* [How to complete this task] Stop after the line with "(None, Some(_)) =>"; until then, please copy every line of the records word for word from the first.

─── Information shown ───

use std::cmp::Ordering;

use serde::Serialize;

use crate::common::utils::{haversine_miles, round_to_tenth};
use crate::common::Coordinates;
use crate::domains::locations::Location;
use crate::domains::needs::Need;
use crate::domains::providers::{Provider, ProviderWithRelations};

/// Providers returned to the caller and fed to the summarizer.
pub const MAX_RESULTS: usize = 5;

/// A provider as returned from search, with distance from the caller
#[derive(Debug, Clone, PartialEq, Serialize)]
#[serde(rename_all = "camelCase")]
pub struct RankedProvider {
    #[serde(flatten)]
    pub provider: Provider,
    pub locations: Vec<Location>,
    pub needs: Vec<Need>,
    pub primary_location: Option<Location>,
    /// Miles, one decimal place
    pub distance: Option<f64>,
}

/// First location flagged primary, else the first location.
pub fn primary_location(locations: &[Location]) -> Option<&Location> {
    locations
        .iter()
        .find(|l| l.is_primary)
        .or_else(|| locations.first())
}

pub fn distance_from(origin: Option<Coordinates>, location: Option<&Location>) -> Option<f64> {
    let from = origin?;
    let to = location?.coordinates()?;
    Some(round_to_tenth(haversine_miles(from, to)))
}

pub fn attach_distances(
    providers: Vec<ProviderWithRelations>,
    origin: Option<Coordinates>,
) -> Vec<RankedProvider> {
    providers
        .into_iter()
        .map(|entry| {
            let primary = primary_location(&entry.locations).cloned();
            RankedProvider {
                distance: distance_from(origin, primary.as_ref()),
                primary_location: primary,
                provider: entry.provider,
                locations: entry.locations,
                needs: entry.needs,
            }
        })
        .collect()
}

/// Known distances first, ascending. Unknowns keep their relative order.
fn compare_distance(a: Option<f64>, b: Option<f64>) -> Ordering {
    match (a, b) {
        (Some(a), Some(b)) => a.partial_cmp(&b).unwrap_or(Ordering::Equal),
        (Some(_), None) => Ordering::Less,
        (None, Some(_)) => Ordering::Greater,
        (None, None) => Ordering::Equal,
    }
}

/// Stable ascending sort by distance, nulls last.
pub fn sort_by_distance(providers: &mut [RankedProvider]) {
    providers.sort_by(|a, b| compare_distance(a.distance, b.distance));
}

/// Attaches distances and sorts when the caller's location is known.
///
/// Without a location the retrieval order is kept.
pub fn rank_providers(
    providers: Vec<ProviderWithRelations>,
    origin: Option<Coordinates>,
) -> Vec<RankedProvider> {
    let mut ranked = attach_distances(providers, origin);
    if origin.is_some() {
        sort_by_distance(&mut ranked);
    }
    ranked
}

───

* [Solution for this exercise]
use std::cmp::Ordering;

use serde::Serialize;

use crate::common::utils::{haversine_miles, round_to_tenth};
use crate::common::Coordinates;
use crate::domains::locations::Location;
use crate::domains::needs::Need;
use crate::domains::providers::{Provider, ProviderWithRelations};

/// Providers returned to the caller and fed to the summarizer.
pub const MAX_RESULTS: usize = 5;

/// A provider as returned from search, with distance from the caller
#[derive(Debug, Clone, PartialEq, Serialize)]
#[serde(rename_all = "camelCase")]
pub struct RankedProvider {
    #[serde(flatten)]
    pub provider: Provider,
    pub locations: Vec<Location>,
    pub needs: Vec<Need>,
    pub primary_location: Option<Location>,
    /// Miles, one decimal place
    pub distance: Option<f64>,
}

/// First location flagged primary, else the first location.
pub fn primary_location(locations: &[Location]) -> Option<&Location> {
    locations
        .iter()
        .find(|l| l.is_primary)
        .or_else(|| locations.first())
}

pub fn distance_from(origin: Option<Coordinates>, location: Option<&Location>) -> Option<f64> {
    let from = origin?;
    let to = location?.coordinates()?;
    Some(round_to_tenth(haversine_miles(from, to)))
}

pub fn attach_distances(
    providers: Vec<ProviderWithRelations>,
    origin: Option<Coordinates>,
) -> Vec<RankedProvider> {
    providers
        .into_iter()
        .map(|entry| {
            let primary = primary_location(&entry.locations).cloned();
            RankedProvider {
                distance: distance_from(origin, primary.as_ref()),
                primary_location: primary,
                provider: entry.provider,
                locations: entry.locations,
                needs: entry.needs,
            }
        })
        .collect()
}

/// Known distances first, ascending. Unknowns keep their relative order.
fn compare_distance(a: Option<f64>, b: Option<f64>) -> Ordering {
    match (a, b) {
        (Some(a), Some(b)) => a.partial_cmp(&b).unwrap_or(Ordering::Equal),
        (Some(_), None) => Ordering::Less,
        (None, Some(_)) => Ordering::Greater,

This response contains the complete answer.